Translating the application of transforming growth factor-β1, chondroitinase-ABC, and lysyl oxidase-like 2 for mechanically robust tissue-engineered human neocartilage.

Strategies to overcome the limited availability of human articular chondrocytes and their tendency to dedifferentiate during expansion are required to advance their clinical use and to engineer functional cartilage on par with native articular cartilage. This work sought to determine whether a biochemical factor (transforming growth factor-β1 [T]), a biophysical agent (chondroitinase-ABC [C]), and a collagen crosslinking enzyme (lysyl oxidase-like 2 [L]) are efficacious in forming three-dimensional human neocartilage from expanded human articular chondrocytes. Among the treatment regimens, the combination of the three stimuli (TCL treatment) led to the most robust glycosaminoglycan content, total collagen content, and type II collagen production.

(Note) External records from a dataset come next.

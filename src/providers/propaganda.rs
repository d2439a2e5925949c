use async_trait::async_trait;
use modflow_policies::{PropagandaClassifier, PropagandaVerdict, ServiceError};
use serde_json::json;

use super::{invalid, transport};

/// Servicio de inferencia propio: `POST {"text": ...}` → `{"likely": bool, "labels": [...]}`.
#[derive(Debug, Clone)]
pub struct PropagandaHttpProvider {
    client: reqwest::Client,
    endpoint: String,
}

impl PropagandaHttpProvider {
    pub fn new(client: reqwest::Client, endpoint: &str) -> Self {
        Self { client,
               endpoint: endpoint.to_string() }
    }

    pub fn get_name(&self) -> &str {
        "propaganda_inference"
    }
}

#[async_trait]
impl PropagandaClassifier for PropagandaHttpProvider {
    async fn classify(&self, text: &str) -> Result<PropagandaVerdict, ServiceError> {
        let resp = self.client
                       .post(&self.endpoint)
                       .json(&json!({ "text": text }))
                       .send()
                       .await
                       .and_then(|r| r.error_for_status())
                       .map_err(transport)?;
        resp.json::<PropagandaVerdict>().await.map_err(invalid)
    }
}
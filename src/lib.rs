//! modflow: bot de flujos de moderación.
//!
//! Este crate arma la aplicación sobre los crates del workspace:
//! - `config`: variables de entorno (.env) → `AppConfig`.
//! - `directory`: comunidad → canal de moderación, armado al conectar.
//! - `router`: `DispatchRouter`, único punto de entrada de mensajes.
//! - `gateway` / `bot`: puente JSON por líneas con el conector de la plataforma.
//! - `providers`: servicios HTTP de traducción y clasificación.
//! - `errors`: errores de configuración (fatales) y de ruteo (recuperables).

pub mod bot;
pub mod config;
pub mod directory;
pub mod errors;
pub mod gateway;
pub mod providers;
pub mod router;

pub use config::AppConfig;
pub use directory::{ChannelNaming, Directory, GuildSnapshot, ModerationChannel};
pub use errors::{BotError, ConfigError, RoutingError};
pub use router::{Destination, DispatchRouter, InboundMessage, Outbound};
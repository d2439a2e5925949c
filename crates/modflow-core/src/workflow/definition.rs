use std::fmt::Debug;

use super::{Lifecycle, WorkflowKind, WorkflowState};
use crate::ids::{CommunityId, CorrelationId, UserId};

/// Interfaz común de un flujo de moderación.
///
/// Las implementaciones contienen el guion de preguntas de su tipo; el motor
/// sólo conoce este contrato. Ningún método devuelve error: la entrada inválida
/// del usuario se responde con texto guía y el estado no cambia.
pub trait Workflow: Debug + Send {
    fn kind(&self) -> WorkflowKind;

    /// ID global asignado al crear la instancia.
    fn correlation_id(&self) -> CorrelationId;

    /// Usuario que originó el flujo.
    fn owner(&self) -> UserId;

    fn lifecycle(&self) -> &Lifecycle;

    /// Comunidad a la que se refiere el flujo, una vez conocida.
    fn community(&self) -> Option<CommunityId>;

    /// Avanza el guion con un mensaje directo del usuario.
    fn handle_message(&mut self, content: &str) -> Vec<String>;

    /// Avanza la revisión con un mensaje del moderador (sin el prefijo
    /// `"<id>:"`). Una cadena vacía es el disparo inicial que arma el resumen
    /// para el canal de moderación. Fuera de `AwaitingModReview` no hace nada.
    fn mod_flow(&mut self, content: &str) -> Vec<String>;

    fn state(&self) -> WorkflowState {
        self.lifecycle().state()
    }

    fn complete(&self) -> bool {
        self.lifecycle().is_complete()
    }

    /// Señal de flanco: la última transición entró en revisión.
    fn needs_mod_review(&self) -> bool {
        self.lifecycle().review_requested()
    }

    /// Texto a evaluar con el pipeline cuando el flujo entra en revisión.
    fn evaluation_subject(&self) -> Option<&str> {
        None
    }

    /// Términos que un moderador aprobó para la lista de bloqueo.
    fn approved_terms(&self) -> &[String] {
        &[]
    }
}

/// Construye instancias concretas para el registry.
pub trait WorkflowFactory: Send {
    fn create(&self, kind: WorkflowKind, owner: UserId, id: CorrelationId) -> Box<dyn Workflow>;
}
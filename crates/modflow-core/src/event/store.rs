use std::collections::HashMap;

use chrono::Utc;

use super::{FlowEvent, FlowEventKind};
use crate::ids::CorrelationId;

/// Almacenamiento de eventos append-only.
pub trait EventStore {
    /// Agrega un evento a partir de su kind y devuelve el evento completo (con seq y ts).
    fn append_kind(&mut self, id: CorrelationId, kind: FlowEventKind) -> FlowEvent;
    /// Lista eventos de un flujo (orden ascendente por seq).
    fn list(&self, id: CorrelationId) -> Vec<FlowEvent>;
}

#[derive(Debug, Default)]
pub struct InMemoryEventStore {
    pub inner: HashMap<CorrelationId, Vec<FlowEvent>>,
}

impl EventStore for InMemoryEventStore {
    fn append_kind(&mut self, id: CorrelationId, kind: FlowEventKind) -> FlowEvent {
        let vec = self.inner.entry(id).or_default();
        let seq = vec.len() as u64;
        let ev = FlowEvent { seq, correlation_id: id, kind, ts: Utc::now() };
        vec.push(ev.clone());
        ev
    }

    fn list(&self, id: CorrelationId) -> Vec<FlowEvent> {
        self.inner.get(&id).cloned().unwrap_or_default()
    }
}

In particular, TCL treatment synergistically increased tensile stiffness and strength of human neocartilage by 3.5-fold and 3-fold, respectively, over controls. Applied to two additional donors, the beneficial effects of TCL treatment appear to be donor independent; tensile stiffness and strength were increased by up to 8.5-fold and 3-fold, respectively, over controls. The maturation of human neocartilage in response to TCL treatment was examined following 5 and 8 weeks of culture, demonstrating maintenance or further enhancement of functional properties. The present study identifies a novel strategy for engineering human articular cartilage using serially passaged chondrocytes.